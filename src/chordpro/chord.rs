use lazy_static::lazy_static;
use regex::Regex;
use serde::{Serialize, Serializer};
use std::fmt;
use std::str::FromStr;
use thiserror::Error;

lazy_static! {
    static ref CHORD_RE: Regex = Regex::new(
        r"^([A-G])([#b]?)((?:maj|min|dim|aug|sus|add|alt|no|m|M|\+|-|°|ø|Δ|\^|[0-9]|#|b|\(|\)|,)*)(?:/([A-G])([#b]?))?$"
    )
    .unwrap();
    static ref KEY_RE: Regex = Regex::new(r"^([A-G])([#b]?)(m|min|minor)?$").unwrap();
}

const SHARP_NAMES: [&str; 12] = [
    "C", "C#", "D", "D#", "E", "F", "F#", "G", "G#", "A", "A#", "B",
];
const FLAT_NAMES: [&str; 12] = [
    "C", "Db", "D", "Eb", "E", "F", "Gb", "G", "Ab", "A", "Bb", "B",
];

/// Pitch classes of F, Bb, Eb, Ab, Db and Gb major.
const FLAT_MAJOR_KEYS: [u8; 6] = [5, 10, 3, 8, 1, 6];
/// Pitch classes of Dm, Gm, Cm, Fm, Bbm and Ebm.
const FLAT_MINOR_KEYS: [u8; 6] = [2, 7, 0, 5, 10, 3];

#[derive(Debug, Error, Clone, PartialEq, Eq)]
#[error("invalid chord '{0}'")]
pub struct InvalidChord(pub String);

#[derive(Debug, Error, Clone, PartialEq, Eq)]
#[error("invalid key '{0}'")]
pub struct InvalidKey(pub String);

#[derive(Debug, Clone, Copy, PartialEq, Eq, Hash)]
pub enum Accidental {
    Natural,
    Sharp,
    Flat,
}

#[derive(Debug, Clone, Copy, PartialEq, Eq, Hash)]
pub struct Note {
    pub letter: char,
    pub accidental: Accidental,
}

impl Note {
    fn parse(letter: &str, accidental: &str) -> Option<Note> {
        let letter = letter.chars().next()?;
        let accidental = match accidental {
            "" => Accidental::Natural,
            "#" => Accidental::Sharp,
            "b" => Accidental::Flat,
            _ => return None,
        };
        Some(Note { letter, accidental })
    }

    pub fn pitch_class(&self) -> u8 {
        let natural: i32 = match self.letter {
            'C' => 0,
            'D' => 2,
            'E' => 4,
            'F' => 5,
            'G' => 7,
            'A' => 9,
            _ => 11,
        };
        let offset = match self.accidental {
            Accidental::Natural => 0,
            Accidental::Sharp => 1,
            Accidental::Flat => -1,
        };
        (natural + offset).rem_euclid(12) as u8
    }

    pub fn from_pitch_class(pitch_class: u8, prefer_flats: bool) -> Note {
        let names = if prefer_flats { FLAT_NAMES } else { SHARP_NAMES };
        let name = names[(pitch_class % 12) as usize];
        let mut chars = name.chars();
        let letter = chars.next().unwrap_or('C');
        let accidental = match chars.next() {
            Some('#') => Accidental::Sharp,
            Some('b') => Accidental::Flat,
            _ => Accidental::Natural,
        };
        Note { letter, accidental }
    }

    pub fn transpose(&self, semitones: i32, prefer_flats: bool) -> Note {
        let pc = (self.pitch_class() as i32 + semitones).rem_euclid(12) as u8;
        Note::from_pitch_class(pc, prefer_flats)
    }
}

impl fmt::Display for Note {
    fn fmt(&self, f: &mut fmt::Formatter<'_>) -> fmt::Result {
        write!(f, "{}", self.letter)?;
        match self.accidental {
            Accidental::Natural => Ok(()),
            Accidental::Sharp => write!(f, "#"),
            Accidental::Flat => write!(f, "b"),
        }
    }
}

#[derive(Debug, Clone, PartialEq, Eq, Hash)]
pub struct Chord {
    pub root: Note,
    pub suffix: String,
    pub bass: Option<Note>,
}

impl Chord {
    pub fn transpose(&self, semitones: i32, prefer_flats: bool) -> Chord {
        Chord {
            root: self.root.transpose(semitones, prefer_flats),
            suffix: self.suffix.clone(),
            bass: self.bass.map(|b| b.transpose(semitones, prefer_flats)),
        }
    }

    /// A chord whose quality starts with a minor marker, used to guess the key
    /// of a chart that has no key directive.
    pub fn is_minor(&self) -> bool {
        (self.suffix.starts_with('m') && !self.suffix.starts_with("maj"))
            || self.suffix.starts_with("min")
            || self.suffix.starts_with('-')
    }
}

impl FromStr for Chord {
    type Err = InvalidChord;

    fn from_str(s: &str) -> Result<Self, Self::Err> {
        let caps = CHORD_RE
            .captures(s.trim())
            .ok_or_else(|| InvalidChord(s.to_string()))?;
        let root = Note::parse(&caps[1], &caps[2]).ok_or_else(|| InvalidChord(s.to_string()))?;
        let bass = match caps.get(4) {
            Some(letter) => Some(
                Note::parse(letter.as_str(), caps.get(5).map_or("", |m| m.as_str()))
                    .ok_or_else(|| InvalidChord(s.to_string()))?,
            ),
            None => None,
        };
        Ok(Chord {
            root,
            suffix: caps[3].to_string(),
            bass,
        })
    }
}

impl fmt::Display for Chord {
    fn fmt(&self, f: &mut fmt::Formatter<'_>) -> fmt::Result {
        write!(f, "{}{}", self.root, self.suffix)?;
        if let Some(bass) = &self.bass {
            write!(f, "/{}", bass)?;
        }
        Ok(())
    }
}

impl Serialize for Chord {
    fn serialize<S: Serializer>(&self, serializer: S) -> Result<S::Ok, S::Error> {
        serializer.serialize_str(&self.to_string())
    }
}

#[derive(Debug, Clone, Copy, PartialEq, Eq)]
pub struct Key {
    pub root: Note,
    pub minor: bool,
}

impl Key {
    pub fn pitch_class(&self) -> u8 {
        self.root.pitch_class()
    }

    /// Whether chords in this key are spelled with flats.
    pub fn prefers_flats(&self) -> bool {
        let pc = self.pitch_class();
        if self.minor {
            FLAT_MINOR_KEYS.contains(&pc)
        } else {
            FLAT_MAJOR_KEYS.contains(&pc)
        }
    }

    /// Key of the same mode at the given pitch class, spelled the way that
    /// key is conventionally written.
    pub fn at_pitch_class(pitch_class: u8, minor: bool) -> Key {
        let flat = Key {
            root: Note::from_pitch_class(pitch_class, true),
            minor,
        };
        if flat.prefers_flats() {
            flat
        } else {
            Key {
                root: Note::from_pitch_class(pitch_class, false),
                minor,
            }
        }
    }

    pub fn transpose(&self, semitones: i32) -> Key {
        let pc = (self.pitch_class() as i32 + semitones).rem_euclid(12) as u8;
        Key::at_pitch_class(pc, self.minor)
    }
}

impl FromStr for Key {
    type Err = InvalidKey;

    fn from_str(s: &str) -> Result<Self, Self::Err> {
        let caps = KEY_RE
            .captures(s.trim())
            .ok_or_else(|| InvalidKey(s.to_string()))?;
        let root = Note::parse(&caps[1], &caps[2]).ok_or_else(|| InvalidKey(s.to_string()))?;
        Ok(Key {
            root,
            minor: caps.get(3).is_some(),
        })
    }
}

impl fmt::Display for Key {
    fn fmt(&self, f: &mut fmt::Formatter<'_>) -> fmt::Result {
        write!(f, "{}{}", self.root, if self.minor { "m" } else { "" })
    }
}

impl Serialize for Key {
    fn serialize<S: Serializer>(&self, serializer: S) -> Result<S::Ok, S::Error> {
        serializer.serialize_str(&self.to_string())
    }
}

/// Distance going up from one key to another, in 0..12. Only the root pitch
/// class counts, so `Am` to `C` is 3.
pub fn semitones_between(from_key: &str, to_key: &str) -> Result<u8, InvalidKey> {
    let from = Key::from_str(from_key)?;
    let to = Key::from_str(to_key)?;
    Ok((to.pitch_class() as i32 - from.pitch_class() as i32).rem_euclid(12) as u8)
}
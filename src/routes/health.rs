use axum::extract::State;
use axum::response::{IntoResponse, Response};
use axum::routing::get;
use axum::{Json, Router};
use serde::Serialize;

use crate::state::AppState;

pub fn router() -> Router<AppState> {
    Router::new().route("/", get(root)).route("/info", get(info))
}

async fn root() -> Response {
    let response = HealthResponse {
        status: "ok",
        timestamp: now_iso(),
    };
    Json(response).into_response()
}

async fn info(State(state): State<AppState>) -> Response {
    let response = HealthInfoResponse {
        service: "frenchquiz-backend",
        version: std::env::var("APP_VERSION")
            .ok()
            .filter(|v| !v.trim().is_empty())
            .unwrap_or_else(|| "unknown".to_string()),
        start_time: system_time_iso(state.started_at_system()),
        uptime: state.uptime_seconds(),
    };
    Json(response).into_response()
}

fn system_time_iso(time: std::time::SystemTime) -> String {
    let datetime: chrono::DateTime<chrono::Utc> = time.into();
    datetime.to_rfc3339_opts(chrono::SecondsFormat::Millis, true)
}

fn now_iso() -> String {
    chrono::Utc::now().to_rfc3339_opts(chrono::SecondsFormat::Millis, true)
}

#[derive(Serialize)]
struct HealthResponse {
    status: &'static str,
    timestamp: String,
}

#[derive(Serialize)]
#[serde(rename_all = "camelCase")]
struct HealthInfoResponse {
    service: &'static str,
    version: String,
    start_time: String,
    uptime: u64,
}
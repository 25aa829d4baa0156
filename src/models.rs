//! Profile data model.
//!
//! Serialized as camelCase JSON so transfer payloads stay byte-compatible with
//! the web client's local-storage format. Fields whose absence marks a
//! pre-migration record (`metadata.createdAt`, `sessions`, `recentHistory`,
//! the per-stat timestamps and `version`) are optional; the migration engine
//! in `services::migration` normalizes them.

use std::collections::{BTreeMap, HashMap, HashSet};

use serde::{Deserialize, Serialize};

/// Schema version stamped on fully-migrated profiles.
pub const CURRENT_PROFILE_VERSION: u32 = 2;

/// At most this many profiles coexist on one device.
pub const MAX_PROFILES_PER_DEVICE: usize = 3;

/// Per-word attempt history is capped at the most recent entries.
pub const RECENT_HISTORY_CAP: usize = 10;

/// Daily aggregates older than this many calendar days are pruned on write.
pub const DAILY_STATS_RETENTION_DAYS: u64 = 90;

pub const PROFILE_NAME_MIN_LEN: usize = 3;
pub const PROFILE_NAME_MAX_LEN: usize = 20;

#[derive(Debug, Clone, Copy, PartialEq, Eq, Hash, Serialize, Deserialize)]
#[serde(rename_all = "camelCase")]
pub enum PracticeMode {
    MultipleChoice,
    Flashcard,
}

#[derive(Debug, Clone, PartialEq, Serialize, Deserialize)]
#[serde(rename_all = "camelCase")]
pub struct AttemptRecord {
    pub timestamp: i64,
    pub correct: bool,
    pub mode: PracticeMode,
    #[serde(default)]
    pub session_id: Option<String>,
}

#[derive(Debug, Clone, PartialEq, Serialize, Deserialize)]
#[serde(rename_all = "camelCase")]
pub struct WordStat {
    #[serde(default)]
    pub attempts: u32,
    #[serde(default)]
    pub correct: u32,
    #[serde(default)]
    pub incorrect: u32,
    #[serde(default = "default_category")]
    pub category: String,
    /// Epoch millis of the first recorded attempt. Absent on legacy records.
    #[serde(default, skip_serializing_if = "Option::is_none")]
    pub first_attempt: Option<i64>,
    #[serde(default, skip_serializing_if = "Option::is_none")]
    pub last_practiced: Option<i64>,
    /// Most-recent-first, capped at [`RECENT_HISTORY_CAP`]. Absent on legacy records.
    #[serde(default, skip_serializing_if = "Option::is_none")]
    pub recent_history: Option<Vec<AttemptRecord>>,
}

fn default_category() -> String {
    "unknown".to_string()
}

impl WordStat {
    pub fn new(category: &str) -> Self {
        Self {
            attempts: 0,
            correct: 0,
            incorrect: 0,
            category: category.to_string(),
            first_attempt: None,
            last_practiced: None,
            recent_history: Some(Vec::new()),
        }
    }

    pub fn accuracy(&self) -> f64 {
        if self.attempts == 0 {
            0.0
        } else {
            f64::from(self.correct) / f64::from(self.attempts) * 100.0
        }
    }
}

#[derive(Debug, Clone, PartialEq, Default, Serialize, Deserialize)]
#[serde(rename_all = "camelCase")]
pub struct DailyStat {
    #[serde(default)]
    pub attempts: u32,
    #[serde(default)]
    pub correct: u32,
    #[serde(default)]
    pub incorrect: u32,
    /// Accumulated practice time in millis; always added to, never set.
    #[serde(default)]
    pub time_spent: i64,
    /// Set semantics: repeats of the same word do not grow this.
    #[serde(default)]
    pub words_attempted: HashSet<String>,
    #[serde(default)]
    pub sessions_completed: u32,
    #[serde(default)]
    pub start_time: i64,
}

impl DailyStat {
    pub fn opened_at(start_time: i64) -> Self {
        Self {
            start_time,
            ..Self::default()
        }
    }
}

#[derive(Debug, Clone, PartialEq, Default, Serialize, Deserialize)]
#[serde(rename_all = "camelCase")]
pub struct Metadata {
    #[serde(default)]
    pub current_streak: u32,
    #[serde(default)]
    pub longest_streak: u32,
    /// Local calendar day ("YYYY-MM-DD") of the most recent attempt.
    #[serde(default)]
    pub last_practice_date: Option<String>,
    #[serde(default)]
    pub total_sessions: u32,
    #[serde(default)]
    pub total_practice_time: i64,
    /// Keyed by "YYYY-MM-DD"; only the most recent 90 days are retained.
    #[serde(default)]
    pub daily_stats: BTreeMap<String, DailyStat>,
    #[serde(default)]
    pub created_at: Option<i64>,
    #[serde(default)]
    pub last_modified: Option<i64>,
}

#[derive(Debug, Clone, PartialEq, Serialize, Deserialize)]
#[serde(rename_all = "camelCase")]
pub struct Session {
    pub start_time: i64,
    #[serde(default)]
    pub end_time: Option<i64>,
    #[serde(default)]
    pub duration: Option<i64>,
    #[serde(default)]
    pub items_attempted: u32,
    #[serde(default)]
    pub items_correct: u32,
    /// Percentage, finalized together with `end_time`.
    #[serde(default)]
    pub accuracy: f64,
    pub mode: PracticeMode,
    pub category: String,
}

impl Session {
    pub fn is_finalized(&self) -> bool {
        self.end_time.is_some()
    }
}

#[derive(Debug, Clone, PartialEq, Serialize, Deserialize)]
#[serde(rename_all = "camelCase")]
pub struct Profile {
    pub id: String,
    pub name: String,
    #[serde(default, skip_serializing_if = "Option::is_none")]
    pub avatar: Option<String>,
    #[serde(default)]
    pub stats: HashMap<String, WordStat>,
    #[serde(default, skip_serializing_if = "Option::is_none")]
    pub metadata: Option<Metadata>,
    #[serde(default, skip_serializing_if = "Option::is_none")]
    pub sessions: Option<HashMap<String, Session>>,
    #[serde(default)]
    pub created_at: Option<i64>,
    #[serde(default)]
    pub last_modified: Option<i64>,
    #[serde(default)]
    pub version: u32,
}

impl Profile {
    /// A fresh profile already carries the current schema.
    pub fn new(id: String, name: String, avatar: Option<String>, now_ms: i64) -> Self {
        Self {
            id,
            name,
            avatar,
            stats: HashMap::new(),
            metadata: Some(Metadata {
                created_at: Some(now_ms),
                last_modified: Some(now_ms),
                ..Metadata::default()
            }),
            sessions: Some(HashMap::new()),
            created_at: Some(now_ms),
            last_modified: Some(now_ms),
            version: CURRENT_PROFILE_VERSION,
        }
    }

    pub fn metadata_mut(&mut self) -> &mut Metadata {
        self.metadata.get_or_insert_with(Metadata::default)
    }

    pub fn sessions_mut(&mut self) -> &mut HashMap<String, Session> {
        self.sessions.get_or_insert_with(HashMap::new)
    }
}

#[cfg(test)]
mod tests {
    use super::*;

    #[test]
    fn practice_mode_uses_camel_case_wire_names() {
        assert_eq!(
            serde_json::to_string(&PracticeMode::MultipleChoice).unwrap(),
            "\"multipleChoice\""
        );
        assert_eq!(
            serde_json::to_string(&PracticeMode::Flashcard).unwrap(),
            "\"flashcard\""
        );
    }

    #[test]
    fn legacy_profile_without_new_fields_still_parses() {
        let raw = r#"{
            "id": "profile-1700000000000",
            "name": "Emma",
            "stats": {
                "12": { "attempts": 5, "correct": 3, "incorrect": 2, "category": "grade1" }
            },
            "createdAt": 1700000000000,
            "lastModified": 1700500000000
        }"#;

        let profile: Profile = serde_json::from_str(raw).unwrap();
        assert_eq!(profile.version, 0);
        assert!(profile.metadata.is_none());
        assert!(profile.sessions.is_none());
        let stat = &profile.stats["12"];
        assert_eq!(stat.attempts, 5);
        assert!(stat.recent_history.is_none());
        assert!(stat.first_attempt.is_none());
    }

    #[test]
    fn profile_round_trips_through_camel_case_json() {
        let profile = Profile::new("profile-1".into(), "Léa".into(), Some("fox".into()), 1_700_000_000_000);
        let json = serde_json::to_value(&profile).unwrap();
        assert!(json.get("createdAt").is_some());
        assert!(json.get("lastModified").is_some());
        let back: Profile = serde_json::from_value(json).unwrap();
        assert_eq!(back, profile);
    }
}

▸ **DESCRIPTION OF THE TASK**
Show each line of the material that includes the string "records" by copying it.

▸ **WRITTEN REPLY**
    /// Epoch millis of the first recorded attempt. Absent on legacy records.
    /// Most-recent-first, capped at [`RECENT_HISTORY_CAP`]. Absent on legacy records.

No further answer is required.